Hindustan Times (Amritsar)

Covid-19: What you need to know today

- R Sukumar

The beginning of the week is a good time to catch up — on numbers, science, trends, and the rare good news (if any) related to the coronaviru­s disease.

90,446: This is the number of Covid-19 cases recorded in India on Saturday, according to the HT dashboard. No country has crossed 80,000 cases a day. India will likely do fewer cases on Sunday — numbers fall off over the weekend in most parts of the world. India also overtook Brazil on Sunday to become the country with the second highest number of Covid-19 cases, after the US (see page 1). And towards the end of last week, it overtook Mexico to become the one with the third highest number of Covid-19 fatalities. How high is that 90,446 number? According to worldomete­rs.info, it is higher than the total number of cases seen by countries ranked 35 and lower in its listing. As testing increases, India could see a further rise in cases. Purely in terms of the trajectory of the pandemic’s run, India is unique — but it isn’t the kind of distinctiv­eness of which the country can be proud.

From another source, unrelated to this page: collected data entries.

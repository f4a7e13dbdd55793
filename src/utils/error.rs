/// Utility enum that covers all possible errors raised by the controllers and their indices
#[derive(Debug, thiserror::Error)]
pub enum Error {
    /// Any error originating from the `kube-rs` crate
    #[error("Kubernetes reported error: {source}")]
    KubeError {
        #[from]
        source: kube::Error,
    },

    /// The delay queue behind the batched queue triggers failed
    #[error("Trigger scheduling failed: {source}")]
    SchedulerError {
        #[from]
        source: kube_runtime::scheduler::Error,
    },

    #[error("Serialization error: {source}")]
    SerializationError {
        #[from]
        source: serde_json::Error,
    },

    /// Object is missing a namespace where one is required.
    #[error("Expected {0} to be namespaced")]
    MissingNamespace(String),

    #[error("Queue {0} doesn't exist")]
    QueueNotFound(String),

    #[error("Queue {0} already exists")]
    QueueAlreadyExists(String),

    #[error("ClusterQueue {0} doesn't exist")]
    ClusterQueueNotFound(String),

    #[error("Workload {0} is not admitted")]
    WorkloadNotAdmitted(String),
}

impl Error {
    fn api_code(&self) -> Option<u16> {
        match self {
            Error::KubeError {
                source: kube::Error::Api(response),
            } => Some(response.code),
            _ => None,
        }
    }

    /// The object is gone; callers stop quietly.
    pub fn is_not_found(&self) -> bool {
        self.api_code() == Some(404)
    }

    /// Another writer got there first; the write should be retried against a
    /// fresh read.
    pub fn is_conflict(&self) -> bool {
        self.api_code() == Some(409)
    }
}

/// Turns a not-found failure into success; nothing is left to do for an
/// object that is gone.
pub fn ignore_not_found(result: Result<(), Error>) -> Result<(), Error> {
    match result {
        Err(err) if err.is_not_found() => Ok(()),
        other => other,
    }
}

#[cfg(test)]
mod tests {
    use kube::error::ErrorResponse;

    use super::{ignore_not_found, Error};

    fn api_error(code: u16) -> Error {
        Error::from(kube::Error::Api(ErrorResponse {
            status: "Failure".to_string(),
            message: "test".to_string(),
            reason: "test".to_string(),
            code,
        }))
    }

    #[test]
    fn classifies_api_errors() {
        assert!(api_error(404).is_not_found());
        assert!(!api_error(404).is_conflict());
        assert!(api_error(409).is_conflict());
        assert!(!api_error(500).is_not_found());
        assert!(!Error::QueueNotFound("default/q1".to_string()).is_not_found());
    }

    #[test]
    fn only_not_found_is_ignored() {
        assert!(ignore_not_found(Err(api_error(404))).is_ok());
        assert!(ignore_not_found(Err(api_error(409))).is_err());
    }
}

The mink: An earlier instalment of this column (Dispatch 49 on May 8) looked at the animals of the Covid-19 pandemic. One more can now be added to the list — the mink, a relative of the otter and the ferret that is widely farmed across Europe for its fur. There have been outbreaks in mink farms in the Netherland­s, Spain, and in Utah in the US. According to a study published on pre-print server bioRxiv, and conducted by researcher­s from the Erasmus Medical Centre, Rotterdam, genomic studies showed that the workers at the farms passed on the coronaviru­s disease to minks, which then passed them back to other workers. Already, the Netherland­s has moved forward a planned closure of the mink farms set for 2024 to March next year. And about time too — for years, activists have been trying to get government­s around the world to do just this. The research from the Netherland­s needs to be peer-reviewed, but it merits a much closer look — it suggests that the Sars-CoV-2 virus can jump from humans to animals (anthropozo­onotic) and then from animals back to humans (zoonotic).

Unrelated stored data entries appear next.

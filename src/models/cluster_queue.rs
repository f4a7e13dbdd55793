use kube::CustomResource;
use schemars::JsonSchema;
use serde::{Deserialize, Serialize};

/// Capacity bearing entity that admits workloads from the queues pointing at
/// it. Only its name matters to this controller.
#[derive(CustomResource, Serialize, Deserialize, Debug, PartialEq, Clone, Default, JsonSchema)]
#[kube(group = "kueue.x-k8s.io", version = "v1alpha1", kind = "ClusterQueue", derive = "PartialEq")]
#[serde(rename_all = "camelCase")]
pub struct ClusterQueueSpec {
    #[serde(default, skip_serializing_if = "Option::is_none")]
    pub cohort: Option<String>,
}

Tennis, anyone?: Anyone but poor Kristina Mladenovic. Days after she lost a match she should have won at the US Open and spoke of the “nightmare” she was living in and the “abominable way” in which players were being treated — Mladenovic was isolated because she was exposed to an infected player within the bio-bubble — she and her partner, the top seeds in the women’s draw, were disqualifi­ed on Saturday. This was after the county where the players’ hotel is located said its rules do not allow her to play in the tournament. The experience with so-called bio-bubbles in sport has been mostly positive. They would appear to have worked in cricket in England and the Caribbean, the Premier League, and also the NBA; but the US Open is clearly having all sorts of trouble with its own. It will be interestin­g to see how the Indian Premier League’s bio-bubble works. As HT’s sports desk wrote in a recent article: “What makes the IPL different from some of the other bio-bubbles is how spread out it is.” The report pointed out how self-contained the biobubbles for the cricket series in England, the Caribbean Premier League, and the NBA have been. In contrast, it said, “the IPL has eight teams camping in different hotels in Dubai and Abu Dhabi, and travelling every day for practice”.

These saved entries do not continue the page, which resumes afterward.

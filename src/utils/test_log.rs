//! Captures log records emitted on the current thread.

use std::cell::RefCell;
use std::sync::Once;

use log::{Level, LevelFilter, Log, Metadata, Record};

thread_local! {
    static RECORDS: RefCell<Vec<(Level, String)>> = RefCell::new(Vec::new());
}

struct CaptureLogger;

impl Log for CaptureLogger {
    fn enabled(&self, _metadata: &Metadata) -> bool {
        true
    }

    fn log(&self, record: &Record) {
        let line = record.args().to_string();
        RECORDS.with(|records| records.borrow_mut().push((record.level(), line)));
    }

    fn flush(&self) {}
}

static LOGGER: CaptureLogger = CaptureLogger;
static INIT: Once = Once::new();

/// Installs the capturing logger and forgets what this thread logged so far.
pub fn capture() {
    INIT.call_once(|| {
        log::set_logger(&LOGGER).expect("no other logger is installed in tests");
        log::set_max_level(LevelFilter::Trace);
    });
    RECORDS.with(|records| records.borrow_mut().clear());
}

/// Messages logged on this thread at `level` since `capture`.
pub fn captured(level: Level) -> Vec<String> {
    RECORDS.with(|records| {
        records
            .borrow()
            .iter()
            .filter(|(l, _)| *l == level)
            .map(|(_, line)| line.clone())
            .collect()
    })
}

The vaccine: The mathematic­al chances of a vaccine for Covid-19 being developed soon (another topic covered in an earlier instalment of this column, Dispatch 111 on July 22) became stronger through August. At the beginning of September, according to a report in Nature, there were 321 vaccine candidates, with 32 of them in clinical trials. In April, there were only 115 vaccine candidates. But the best news regarding vaccines came in a Friday report by the Wall Street Journal that said some leading vaccine makers were preparing a public pledge that would reaffirm their commitment to following the due process of clinical trials and “not seeking government approval” till they were convinced the vaccines were safe and effective. The companies named in the article include Pfizer, Johnson & Johnson and Moderna — and the pledge comes against the backdrop of vaccine developmen­t becoming increasing­ly political, leading to fears that government­s could rush through with vaccines before they are ready, much like Russia has done with the Sputnik V.